Dataset records:
*****
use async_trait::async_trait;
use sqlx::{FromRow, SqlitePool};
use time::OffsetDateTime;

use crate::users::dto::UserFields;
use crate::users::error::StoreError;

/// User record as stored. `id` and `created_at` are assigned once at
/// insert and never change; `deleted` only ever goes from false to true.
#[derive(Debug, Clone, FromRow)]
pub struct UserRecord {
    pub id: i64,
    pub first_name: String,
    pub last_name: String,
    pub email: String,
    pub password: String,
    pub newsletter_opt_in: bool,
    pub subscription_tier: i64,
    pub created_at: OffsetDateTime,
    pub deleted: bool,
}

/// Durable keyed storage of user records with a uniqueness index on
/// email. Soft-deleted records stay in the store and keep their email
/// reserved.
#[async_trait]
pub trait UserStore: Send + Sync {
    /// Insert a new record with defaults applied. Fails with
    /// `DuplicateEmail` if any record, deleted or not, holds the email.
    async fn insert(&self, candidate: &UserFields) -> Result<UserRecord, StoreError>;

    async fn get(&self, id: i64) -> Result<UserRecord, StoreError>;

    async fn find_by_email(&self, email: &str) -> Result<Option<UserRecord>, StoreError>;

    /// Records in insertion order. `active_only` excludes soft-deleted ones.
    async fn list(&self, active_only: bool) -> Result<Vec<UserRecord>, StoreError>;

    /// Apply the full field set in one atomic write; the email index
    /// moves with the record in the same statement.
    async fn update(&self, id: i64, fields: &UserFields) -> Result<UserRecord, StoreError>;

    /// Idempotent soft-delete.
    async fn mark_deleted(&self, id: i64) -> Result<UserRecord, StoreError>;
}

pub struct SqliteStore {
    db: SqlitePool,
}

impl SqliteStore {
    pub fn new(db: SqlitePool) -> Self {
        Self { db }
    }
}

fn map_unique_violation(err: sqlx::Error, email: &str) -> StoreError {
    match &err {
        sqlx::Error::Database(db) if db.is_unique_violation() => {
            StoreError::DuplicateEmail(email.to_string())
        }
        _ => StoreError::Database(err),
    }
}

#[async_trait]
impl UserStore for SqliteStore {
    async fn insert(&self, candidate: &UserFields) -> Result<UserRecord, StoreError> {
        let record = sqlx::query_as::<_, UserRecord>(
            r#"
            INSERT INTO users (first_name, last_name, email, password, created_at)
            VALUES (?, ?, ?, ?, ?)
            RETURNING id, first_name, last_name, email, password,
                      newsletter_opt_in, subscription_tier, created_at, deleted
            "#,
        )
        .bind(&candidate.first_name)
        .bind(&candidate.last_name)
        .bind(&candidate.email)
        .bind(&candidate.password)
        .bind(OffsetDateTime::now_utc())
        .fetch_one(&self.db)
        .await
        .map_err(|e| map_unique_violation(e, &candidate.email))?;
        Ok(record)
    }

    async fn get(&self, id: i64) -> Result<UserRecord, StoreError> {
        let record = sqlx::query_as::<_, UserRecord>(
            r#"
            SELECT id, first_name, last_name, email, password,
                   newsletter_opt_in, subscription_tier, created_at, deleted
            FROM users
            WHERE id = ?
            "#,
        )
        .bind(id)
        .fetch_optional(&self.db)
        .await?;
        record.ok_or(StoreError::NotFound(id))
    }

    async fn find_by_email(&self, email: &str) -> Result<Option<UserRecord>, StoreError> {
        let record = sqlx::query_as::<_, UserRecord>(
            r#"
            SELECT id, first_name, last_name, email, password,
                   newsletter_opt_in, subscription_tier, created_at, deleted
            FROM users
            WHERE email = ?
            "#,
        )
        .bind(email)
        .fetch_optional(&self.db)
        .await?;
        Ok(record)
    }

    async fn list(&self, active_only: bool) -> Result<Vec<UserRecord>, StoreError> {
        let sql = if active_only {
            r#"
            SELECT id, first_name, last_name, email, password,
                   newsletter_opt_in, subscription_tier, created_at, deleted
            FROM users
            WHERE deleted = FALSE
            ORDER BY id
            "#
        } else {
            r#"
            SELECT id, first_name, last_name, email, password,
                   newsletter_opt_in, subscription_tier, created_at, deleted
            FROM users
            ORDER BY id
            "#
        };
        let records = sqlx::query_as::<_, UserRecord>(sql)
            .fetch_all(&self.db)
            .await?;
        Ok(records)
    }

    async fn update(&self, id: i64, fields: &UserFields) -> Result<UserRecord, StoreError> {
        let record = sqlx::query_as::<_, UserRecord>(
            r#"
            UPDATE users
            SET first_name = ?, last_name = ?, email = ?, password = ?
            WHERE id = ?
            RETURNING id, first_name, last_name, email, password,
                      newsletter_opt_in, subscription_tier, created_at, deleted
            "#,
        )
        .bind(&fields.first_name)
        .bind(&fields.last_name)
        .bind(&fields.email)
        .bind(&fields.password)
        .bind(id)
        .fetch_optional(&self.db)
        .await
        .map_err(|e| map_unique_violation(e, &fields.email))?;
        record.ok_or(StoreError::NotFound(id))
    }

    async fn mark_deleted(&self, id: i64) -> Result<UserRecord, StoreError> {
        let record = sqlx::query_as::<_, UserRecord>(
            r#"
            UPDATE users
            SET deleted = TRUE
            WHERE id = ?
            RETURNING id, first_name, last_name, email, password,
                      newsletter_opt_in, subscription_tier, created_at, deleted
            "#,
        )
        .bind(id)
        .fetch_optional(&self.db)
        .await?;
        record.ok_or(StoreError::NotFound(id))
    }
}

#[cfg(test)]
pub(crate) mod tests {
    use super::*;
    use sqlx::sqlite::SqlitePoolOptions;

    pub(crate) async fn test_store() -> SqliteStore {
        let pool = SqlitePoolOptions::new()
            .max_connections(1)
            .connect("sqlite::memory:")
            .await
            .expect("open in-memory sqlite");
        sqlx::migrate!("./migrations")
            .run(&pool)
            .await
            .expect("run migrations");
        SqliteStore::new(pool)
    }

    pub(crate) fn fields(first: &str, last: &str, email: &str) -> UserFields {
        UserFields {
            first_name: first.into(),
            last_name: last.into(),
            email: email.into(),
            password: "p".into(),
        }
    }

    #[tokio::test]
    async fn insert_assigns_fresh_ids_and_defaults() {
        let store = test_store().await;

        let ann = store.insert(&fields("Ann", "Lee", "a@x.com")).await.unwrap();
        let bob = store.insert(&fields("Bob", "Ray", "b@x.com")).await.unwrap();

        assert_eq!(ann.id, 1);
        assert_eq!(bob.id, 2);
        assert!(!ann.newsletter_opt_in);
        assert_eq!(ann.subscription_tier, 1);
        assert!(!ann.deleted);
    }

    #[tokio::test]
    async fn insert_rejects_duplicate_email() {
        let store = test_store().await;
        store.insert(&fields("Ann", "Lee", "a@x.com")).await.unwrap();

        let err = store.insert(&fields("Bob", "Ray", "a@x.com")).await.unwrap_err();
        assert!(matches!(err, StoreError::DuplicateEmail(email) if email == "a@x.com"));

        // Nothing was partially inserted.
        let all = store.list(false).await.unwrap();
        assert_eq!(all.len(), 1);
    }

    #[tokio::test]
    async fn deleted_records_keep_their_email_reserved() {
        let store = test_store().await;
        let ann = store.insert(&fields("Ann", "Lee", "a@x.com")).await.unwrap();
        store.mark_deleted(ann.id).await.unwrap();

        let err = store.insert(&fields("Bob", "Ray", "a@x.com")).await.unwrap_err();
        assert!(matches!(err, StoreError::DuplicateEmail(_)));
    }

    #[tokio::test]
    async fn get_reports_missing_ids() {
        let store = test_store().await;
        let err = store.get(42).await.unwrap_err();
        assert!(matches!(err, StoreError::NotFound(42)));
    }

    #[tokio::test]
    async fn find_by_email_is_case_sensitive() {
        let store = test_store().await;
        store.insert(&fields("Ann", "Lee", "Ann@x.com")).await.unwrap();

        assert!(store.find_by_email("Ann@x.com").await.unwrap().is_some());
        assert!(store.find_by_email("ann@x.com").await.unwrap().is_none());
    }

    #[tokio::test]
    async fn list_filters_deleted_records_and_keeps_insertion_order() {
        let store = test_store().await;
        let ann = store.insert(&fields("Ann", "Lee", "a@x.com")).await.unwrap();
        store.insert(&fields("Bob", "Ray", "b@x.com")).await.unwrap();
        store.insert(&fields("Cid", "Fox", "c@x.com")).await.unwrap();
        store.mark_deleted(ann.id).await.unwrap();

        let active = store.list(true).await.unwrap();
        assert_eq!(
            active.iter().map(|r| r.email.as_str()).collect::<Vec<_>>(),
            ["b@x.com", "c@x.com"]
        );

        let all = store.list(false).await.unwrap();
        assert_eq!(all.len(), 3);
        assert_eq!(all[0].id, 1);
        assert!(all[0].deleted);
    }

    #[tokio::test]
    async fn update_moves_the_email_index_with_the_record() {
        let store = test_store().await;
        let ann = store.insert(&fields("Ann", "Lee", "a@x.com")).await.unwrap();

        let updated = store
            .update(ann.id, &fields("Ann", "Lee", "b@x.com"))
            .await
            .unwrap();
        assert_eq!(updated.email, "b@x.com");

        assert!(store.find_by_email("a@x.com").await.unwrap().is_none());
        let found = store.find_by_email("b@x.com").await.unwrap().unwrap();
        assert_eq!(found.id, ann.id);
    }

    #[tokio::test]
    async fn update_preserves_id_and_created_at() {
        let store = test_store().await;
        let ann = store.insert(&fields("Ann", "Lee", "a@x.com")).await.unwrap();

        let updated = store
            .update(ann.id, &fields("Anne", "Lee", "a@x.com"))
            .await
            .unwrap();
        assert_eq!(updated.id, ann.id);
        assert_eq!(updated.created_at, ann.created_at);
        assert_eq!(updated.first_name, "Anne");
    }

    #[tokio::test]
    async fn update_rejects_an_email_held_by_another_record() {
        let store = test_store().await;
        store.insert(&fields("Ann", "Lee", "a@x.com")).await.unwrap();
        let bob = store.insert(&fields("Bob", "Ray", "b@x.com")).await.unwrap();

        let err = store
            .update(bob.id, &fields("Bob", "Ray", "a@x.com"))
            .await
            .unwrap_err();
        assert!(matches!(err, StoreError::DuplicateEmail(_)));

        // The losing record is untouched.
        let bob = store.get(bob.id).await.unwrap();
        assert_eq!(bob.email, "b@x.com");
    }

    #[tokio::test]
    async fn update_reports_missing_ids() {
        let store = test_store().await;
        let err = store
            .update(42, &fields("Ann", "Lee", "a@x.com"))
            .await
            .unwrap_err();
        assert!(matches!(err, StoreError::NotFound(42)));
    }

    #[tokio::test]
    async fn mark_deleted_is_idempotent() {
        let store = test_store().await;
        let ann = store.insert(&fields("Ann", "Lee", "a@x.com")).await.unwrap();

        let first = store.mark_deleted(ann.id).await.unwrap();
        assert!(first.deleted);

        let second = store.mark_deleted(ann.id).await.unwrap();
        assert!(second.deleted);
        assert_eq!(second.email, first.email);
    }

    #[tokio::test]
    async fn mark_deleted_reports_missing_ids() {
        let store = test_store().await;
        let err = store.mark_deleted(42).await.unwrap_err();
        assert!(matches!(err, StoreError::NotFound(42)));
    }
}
*****
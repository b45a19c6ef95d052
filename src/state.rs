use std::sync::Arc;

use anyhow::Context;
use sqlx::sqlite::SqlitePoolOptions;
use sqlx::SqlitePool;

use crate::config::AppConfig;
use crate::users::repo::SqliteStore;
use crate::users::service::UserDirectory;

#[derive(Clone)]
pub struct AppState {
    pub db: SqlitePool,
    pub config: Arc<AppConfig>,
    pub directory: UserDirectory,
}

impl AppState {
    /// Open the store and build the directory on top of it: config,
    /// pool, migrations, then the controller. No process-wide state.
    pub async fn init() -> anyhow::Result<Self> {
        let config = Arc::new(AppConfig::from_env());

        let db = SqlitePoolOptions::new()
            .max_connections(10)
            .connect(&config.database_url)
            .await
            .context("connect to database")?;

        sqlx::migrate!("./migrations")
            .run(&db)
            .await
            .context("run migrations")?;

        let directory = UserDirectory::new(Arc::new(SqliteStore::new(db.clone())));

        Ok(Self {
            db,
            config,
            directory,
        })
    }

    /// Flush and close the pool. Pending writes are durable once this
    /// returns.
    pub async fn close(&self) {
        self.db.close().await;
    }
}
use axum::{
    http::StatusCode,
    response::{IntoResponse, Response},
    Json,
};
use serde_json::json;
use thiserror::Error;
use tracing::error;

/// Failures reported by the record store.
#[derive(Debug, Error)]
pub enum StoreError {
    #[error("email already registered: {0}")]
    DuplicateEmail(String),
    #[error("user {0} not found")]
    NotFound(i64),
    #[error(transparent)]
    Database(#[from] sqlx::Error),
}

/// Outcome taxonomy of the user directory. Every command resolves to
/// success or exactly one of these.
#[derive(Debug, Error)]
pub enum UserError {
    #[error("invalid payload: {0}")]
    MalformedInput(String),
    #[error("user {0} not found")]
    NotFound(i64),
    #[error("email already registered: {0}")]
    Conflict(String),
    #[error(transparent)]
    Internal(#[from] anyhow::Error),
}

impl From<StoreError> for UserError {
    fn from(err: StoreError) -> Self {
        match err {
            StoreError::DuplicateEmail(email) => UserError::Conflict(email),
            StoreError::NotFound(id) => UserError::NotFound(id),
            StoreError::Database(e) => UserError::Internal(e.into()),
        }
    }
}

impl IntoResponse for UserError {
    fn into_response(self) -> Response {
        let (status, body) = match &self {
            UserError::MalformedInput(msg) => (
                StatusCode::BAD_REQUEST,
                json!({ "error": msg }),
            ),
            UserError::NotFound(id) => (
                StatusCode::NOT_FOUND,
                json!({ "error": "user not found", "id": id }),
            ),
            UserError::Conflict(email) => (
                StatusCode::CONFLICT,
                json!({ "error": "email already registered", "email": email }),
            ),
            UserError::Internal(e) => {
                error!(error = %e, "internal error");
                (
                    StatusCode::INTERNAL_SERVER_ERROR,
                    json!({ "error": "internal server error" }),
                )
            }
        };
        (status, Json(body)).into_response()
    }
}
*****
Aim of the task →
Each line in the records above with "expect" must be returned.

Task result →
            .expect("open in-memory sqlite");
            .expect("run migrations");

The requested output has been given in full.